Ölmenin , doğmanın, ağlayıp-gülmenin, mutluluğun-mutsuzluğun, süreç içinde varoluş ve gerçekleşiş zamanı olmuşluğunda …
Ömürlerin, bedenlerin, ruhların, beyinlerin ..
Gayretlerin, çabaların ve debelenişlerin …
Geçmişle, zamanla, hayatla aralarında hesap uyuşmazlığını sonlandırıp …
Aralarındaki o, görünmezliğinde var olup …..
Derinleşen, çoğalan uçurumu kapatıp, yok etmeye yeminliliğinde …
Yanılgı ve yenilgilerin azaplarının inadına …
Eylemlerinde, serüvenlerinde, devinimlerinde ….
Sevinç var edip, çoğaltmanın çabası ve keyfiyle, hayata tutunarak, umudu selamlamışlığında …
Tıpkı, ayın, güneşin, yıldızların ve dağlarla,duvarların,kimi aynaların, görünmeyen arka yüzleri gibi ..
Muammalar odağı olan ve keşfi bekleyen yüzü ve derin mi derin, dehlizi ve atlası vardır ..
Ömrüler de, nihayetinde kayıp gitmezler mi ?
Her kayışları, ölüm demek olan yıldızların, gök yüzünde kayışları gibi ..
Ömrüler ve hikayeleri, zamanın ve hayatın zulasında birikirken yanar , pişer ve biçimlenip, şekillenip, olgunlaşırlar ..
Yada hamlıkla, hiçliklerde, pejmürdeliklerde, heba olur giderler..
Tıpkı kömüründe, elmasında özleri ve kaynakları aynı olsa da …
Varoluş süreçleriyle, evriliş öykülerinin, farklı ve renk cümbüşünde yazılmışlığı gibi ..
Kömür yanıp, kül olur, çöpe giderken,
Paha biçilmez bir elmasın ….
Onu elde edebilmek uğruna verilen savaş ve çatışmalarda yada uğraşlarda …
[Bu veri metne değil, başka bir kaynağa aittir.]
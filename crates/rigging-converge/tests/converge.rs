//! Convergence scenarios against an in-memory executor

use async_trait::async_trait;
use rigging_converge::{
    ExecError, ExecOutput, Host, HostStatus, Inventory, ModuleKind, Outcome, Playbook,
    RemoteExecutor, RunOptions, RunReport, run,
};
use rigging_core::{CallPolicy, CancellationToken, RetryPolicy, ValueMap};
use serde_json::json;
use std::collections::{BTreeMap, BTreeSet};
use std::sync::atomic::{AtomicUsize, Ordering};
use std::sync::{Arc, Mutex};
use std::time::Duration;

/// Pretends to be a fleet: remembers installed packages and file contents
/// per host, and answers `shell: echo X` with stdout `X`.
#[derive(Default)]
struct StubExecutor {
    packages: Mutex<BTreeMap<String, BTreeSet<String>>>,
    files: Mutex<BTreeMap<(String, String), String>>,
    calls: Mutex<Vec<String>>,
    failing: Mutex<BTreeSet<(String, String)>>,
    unreachable: BTreeSet<String>,
    delay: Option<Duration>,
    cancel_on: Option<(String, CancellationToken)>,
    in_flight: AtomicUsize,
    max_in_flight: AtomicUsize,
}

impl StubExecutor {
    fn fail(&self, host: &str, cmd: &str) {
        self.failing
            .lock()
            .unwrap()
            .insert((host.to_string(), cmd.to_string()));
    }

    fn calls_for(&self, host: &str) -> Vec<String> {
        let prefix = format!("{host}: ");
        self.calls
            .lock()
            .unwrap()
            .iter()
            .filter_map(|c| c.strip_prefix(&prefix).map(str::to_string))
            .collect()
    }

    fn call_count(&self) -> usize {
        self.calls.lock().unwrap().len()
    }
}

fn text(params: &ValueMap, key: &str) -> String {
    params[key].as_str().unwrap_or_default().to_string()
}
Sırf ona sahiplik uğruna, nice hayatların, ömür,umut ve düşlerin hebasına yönelik, ölümler ve efsaneler var ederek ….
Akıl ve duygu oyunları, düşsel ve düşünsel hezeyanlara savruluşlar …
Daha da yetmezse, desiseler, hileler taşıyıp, entrikalar karanlık, karaltı ve korkular çoğaltmışlığında …
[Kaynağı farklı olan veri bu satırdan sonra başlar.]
//! State snapshot management
//!
//! The snapshot records every object the reconciliation engine created, keyed
//! by `type.name`. It is read at plan time and rewritten after each applied
//! change. The file store writes a temporary file, syncs it and renames it
//! over the old one, so an interrupted write never leaves a torn file.

use crate::error::{CloudError, Result};
use crate::resource::{ResourceRef, VAR_ROOT};
use async_trait::async_trait;
use chrono::{DateTime, Utc};
use rigging_core::{Value, ValueMap};
use serde::{Deserialize, Serialize};
use std::collections::{BTreeMap, BTreeSet};
use std::path::{Path, PathBuf};
use std::sync::Mutex;
use tokio::fs;
use tokio::io::AsyncWriteExt;

/// Current state document version
pub const STATE_VERSION: u32 = 1;

/// Durable record of provisioned resources
#[derive(Debug, Clone, PartialEq, Serialize, Deserialize)]
pub struct StateSnapshot {
    /// State document version
    pub version: u32,

    /// Incremented on every write
    pub serial: u64,

    /// Identity of this state history; never changes after creation
    pub lineage: String,

    /// Last modified timestamp
    pub updated_at: DateTime<Utc>,

    /// Current objects
    #[serde(default)]
    pub resources: BTreeMap<ResourceRef, ResourceRecord>,

    /// Objects replaced create-before-destroy whose deletion is still pending
    #[serde(default, skip_serializing_if = "Vec::is_empty")]
    pub deposed: Vec<DeposedObject>,

    /// Fields written by newer tools, kept as-is
    #[serde(flatten)]
    pub extra: serde_json::Map<String, Value>,
}

impl Default for StateSnapshot {
    fn default() -> Self {
        Self {
            version: STATE_VERSION,
            serial: 0,
            lineage: uuid::Uuid::new_v4().to_string(),
            updated_at: Utc::now(),
            resources: BTreeMap::new(),
            deposed: Vec::new(),
            extra: serde_json::Map::new(),
        }
    }
}

impl StateSnapshot {
    pub fn new() -> Self {
        Self::default()
    }

    pub fn len(&self) -> usize {
        self.resources.len()
    }

    pub fn is_empty(&self) -> bool {
        self.resources.is_empty() && self.deposed.is_empty()
    }

    pub fn get(&self, resource: &ResourceRef) -> Option<&ResourceRecord> {
        self.resources.get(resource)
    }

    pub fn insert(&mut self, resource: ResourceRef, record: ResourceRecord) {
        self.resources.insert(resource, record);
    }

    pub fn remove(&mut self, resource: &ResourceRef) -> Option<ResourceRecord> {
        self.resources.remove(resource)
    }

    /// Move the current object of `resource` to the deposed list.
    pub fn depose(&mut self, resource: &ResourceRef) -> bool {
        match self.resources.remove(resource) {
            Some(record) => {
                self.deposed.push(DeposedObject {
                    resource: resource.clone(),
                    record,
                });
                true
            }
            None => false,
        }
    }

    /// Forget the object with provider ID `id`, whether current or deposed.
    pub fn remove_object(&mut self, resource: &ResourceRef, id: &str) -> bool {
        if self.resources.get(resource).is_some_and(|r| r.id == id) {
            self.resources.remove(resource);
            return true;
        }
        let before = self.deposed.len();
        self.deposed
            .retain(|d| !(d.resource == *resource && d.record.id == id));
        self.deposed.len() != before
    }

    /// Record a write: bump the serial and timestamp.
    pub fn touch(&mut self) {
        self.serial += 1;
        self.updated_at = Utc::now();
    }

    /// Attributes (plus `id`) of every resource of one type, by name.
    ///
    /// This is the plain mapping handed to the convergence inventory.
    pub fn outputs_of_type(&self, resource_type: &str) -> BTreeMap<String, ValueMap> {
        self.resources
            .iter()
            .filter(|(r, _)| r.resource_type == resource_type)
            .map(|(r, record)| (r.name.clone(), record.outputs()))
            .collect()
    }

    /// Expression scope: `type.name.attr` for every resource plus `var.*`.
    pub fn scope(&self, variables: &ValueMap) -> ValueMap {
        let mut scope = ValueMap::new();
        for (r, record) in &self.resources {
            let by_name = scope
                .entry(r.resource_type.clone())
                .or_insert_with(|| Value::Object(serde_json::Map::new()));
            if let Value::Object(map) = by_name {
                map.insert(
                    r.name.clone(),
                    Value::Object(record.outputs().into_iter().collect()),
                );
            }
        }
        scope.insert(
            VAR_ROOT.to_string(),
            Value::Object(variables.clone().into_iter().collect()),
        );
        scope
    }
}

/// One recorded object
#[derive(Debug, Clone, PartialEq, Serialize, Deserialize)]
pub struct ResourceRecord {
    /// Provider-specific object ID
    pub id: String,

    /// Last known attributes
    #[serde(default)]
    pub attributes: ValueMap,

    /// Dependencies at the time of the last write; used to order deletes
    #[serde(default, skip_serializing_if = "Vec::is_empty")]
    pub depends_on: Vec<ResourceRef>,

    /// Attribute names the desired state declared at the last write, so a
    /// later plan can tell a dropped declaration from a provider output
    #[serde(default, skip_serializing_if = "BTreeSet::is_empty")]
    pub declared: BTreeSet<String>,

    #[serde(default = "Utc::now")]
    pub created_at: DateTime<Utc>,

    #[serde(default = "Utc::now")]
    pub updated_at: DateTime<Utc>,

    #[serde(flatten)]
    pub extra: serde_json::Map<String, Value>,
}

impl ResourceRecord {
    pub fn new(id: impl Into<String>, attributes: ValueMap) -> Self {
        let now = Utc::now();
        Self {
            id: id.into(),
            attributes,
            depends_on: Vec::new(),
            declared: BTreeSet::new(),
            created_at: now,
            updated_at: now,
            extra: serde_json::Map::new(),
        }
    }

    pub fn with_dependencies(mut self, depends_on: Vec<ResourceRef>) -> Self {
        self.depends_on = depends_on;
        self
    }

    pub fn with_declared<I, S>(mut self, names: I) -> Self
    where
        I: IntoIterator<Item = S>,
        S: Into<String>,
    {
        self.declared = names.into_iter().map(Into::into).collect();
        self
    }

    /// Attributes with `id` added.
    pub fn outputs(&self) -> ValueMap {
        let mut out = self.attributes.clone();
        out.insert("id".to_string(), Value::String(self.id.clone()));
        out
    }
}

/// An object waiting for deletion after its replacement was created
#[derive(Debug, Clone, PartialEq, Serialize, Deserialize)]
pub struct DeposedObject {
    pub resource: ResourceRef,
    pub record: ResourceRecord,
}

/// Parse a state document, migrating older versions forward.
pub fn parse_snapshot(content: &str) -> Result<StateSnapshot> {
    let doc: Value = serde_json::from_str(content)
        .map_err(|e| CloudError::StateCorruption(format!("not valid JSON: {e}")))?;
    migrate(doc)
}

fn migrate(mut doc: Value) -> Result<StateSnapshot> {
    let Value::Object(map) = &mut doc else {
        return Err(CloudError::StateCorruption(
            "state document is not an object".to_string(),
        ));
    };

    let version = match map.get("version") {
        None => 0,
        Some(v) => v.as_u64().ok_or_else(|| {
            CloudError::StateCorruption(format!("invalid version field: {v}"))
        })?,
    };
    if version > u64::from(STATE_VERSION) {
        return Err(CloudError::StateCorruption(format!(
            "state version {version} is newer than supported version {STATE_VERSION}"
        )));
    }

    if version == 0 {
        // Version 0 predates serial and lineage.
        tracing::debug!("Migrating state document from version 0");
        map.insert("version".into(), Value::from(STATE_VERSION));
        map.entry("serial").or_insert_with(|| Value::from(0));
        map.entry("lineage")
            .or_insert_with(|| Value::String(uuid::Uuid::new_v4().to_string()));
        map.entry("updated_at")
            .or_insert_with(|| Value::String(Utc::now().to_rfc3339()));
    }

    serde_json::from_value(doc).map_err(|e| CloudError::StateCorruption(e.to_string()))
}

/// Where snapshots are persisted
#[async_trait]
pub trait StateStore: Send + Sync {
    /// Load the snapshot; a store with nothing in it yields a fresh one
    async fn load(&self) -> Result<StateSnapshot>;

    /// Persist the snapshot atomically
    async fn save(&self, snapshot: &StateSnapshot) -> Result<()>;
}

/// JSON file store with atomic replace and a `.backup` of the previous write
#[derive(Debug, Clone)]
pub struct FileStateStore {
    path: PathBuf,
}

impl FileStateStore {
    pub fn new(path: impl AsRef<Path>) -> Self {
        Self {
            path: path.as_ref().to_path_buf(),
        }
    }

    pub fn path(&self) -> &Path {
        &self.path
    }

    /// Get the backup file path
    pub fn backup_path(&self) -> PathBuf {
        self.sibling(".backup")
    }

    fn temp_path(&self) -> PathBuf {
        self.sibling(".tmp")
    }

    fn sibling(&self, suffix: &str) -> PathBuf {
        let mut name = self.path.as_os_str().to_owned();
        name.push(suffix);
        PathBuf::from(name)
    }

    async fn ensure_parent_dir(&self) -> Result<()> {
        if let Some(dir) = self.path.parent() {
            if !dir.as_os_str().is_empty() && !fs::try_exists(dir).await? {
                fs::create_dir_all(dir).await?;
                tracing::debug!("Created state directory: {}", dir.display());
            }
        }
        Ok(())
    }
}

#[async_trait]
impl StateStore for FileStateStore {
    async fn load(&self) -> Result<StateSnapshot> {
        if !fs::try_exists(&self.path).await? {
            tracing::debug!("State file not found, returning empty state");
            return Ok(StateSnapshot::new());
        }

        let content = fs::read_to_string(&self.path).await?;
        let snapshot = parse_snapshot(&content)?;

        tracing::debug!(
            serial = snapshot.serial,
            "Loaded state with {} resources",
            snapshot.resources.len()
        );
        Ok(snapshot)
    }

    async fn save(&self, snapshot: &StateSnapshot) -> Result<()> {
        self.ensure_parent_dir().await?;

        let content = serde_json::to_string_pretty(snapshot)?;
        let temp = self.temp_path();
        let mut file = fs::File::create(&temp).await?;
        file.write_all(content.as_bytes()).await?;
        file.sync_all().await?;
        drop(file);

        if fs::try_exists(&self.path).await? {
            fs::copy(&self.path, self.backup_path()).await?;
        }
        fs::rename(&temp, &self.path).await?;

        tracing::debug!(
            serial = snapshot.serial,
            "Saved state with {} resources",
            snapshot.resources.len()
        );
        Ok(())
    }
}

/// In-process store, mostly for tests and dry runs
#[derive(Debug, Default)]
pub struct MemoryStateStore {
    inner: Mutex<MemoryInner>,
}

#[derive(Debug, Default)]
struct MemoryInner {
    snapshot: Option<StateSnapshot>,
    saves: usize,
}

impl MemoryStateStore {
    pub fn new() -> Self {
        Self::default()
    }

    pub fn with_snapshot(snapshot: StateSnapshot) -> Self {
        Self {
            inner: Mutex::new(MemoryInner {
                snapshot: Some(snapshot),
                saves: 0,
            }),
        }
    }

    /// The last saved snapshot, if any
    pub fn snapshot(&self) -> Option<StateSnapshot> {
        self.inner
            .lock()
            .unwrap_or_else(|e| e.into_inner())
            .snapshot
            .clone()
    }

    /// Number of completed saves
    pub fn save_count(&self) -> usize {
        self.inner.lock().unwrap_or_else(|e| e.into_inner()).saves
    }
}

#[async_trait]
impl StateStore for MemoryStateStore {
    async fn load(&self) -> Result<StateSnapshot> {
        Ok(self.snapshot().unwrap_or_default())
    }

    async fn save(&self, snapshot: &StateSnapshot) -> Result<()> {
        let mut inner = self.inner.lock().unwrap_or_else(|e| e.into_inner());
        inner.snapshot = Some(snapshot.clone());
        inner.saves += 1;
        Ok(())
    }
}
İşte, tamda böyle yığınak ve sığınaklarda çoğalmacasına …
Özgürlüğün ve sadeliğin yadsınamayacak kadar güzel olup hayatı ve ömürleri ….
Hatta, kainatı kaplayıp, dal-budak salarak çiçek açmışlığında ….
Kendi destanında,kendi gizemini çoğaltıp kah, kayya kuyusunu ..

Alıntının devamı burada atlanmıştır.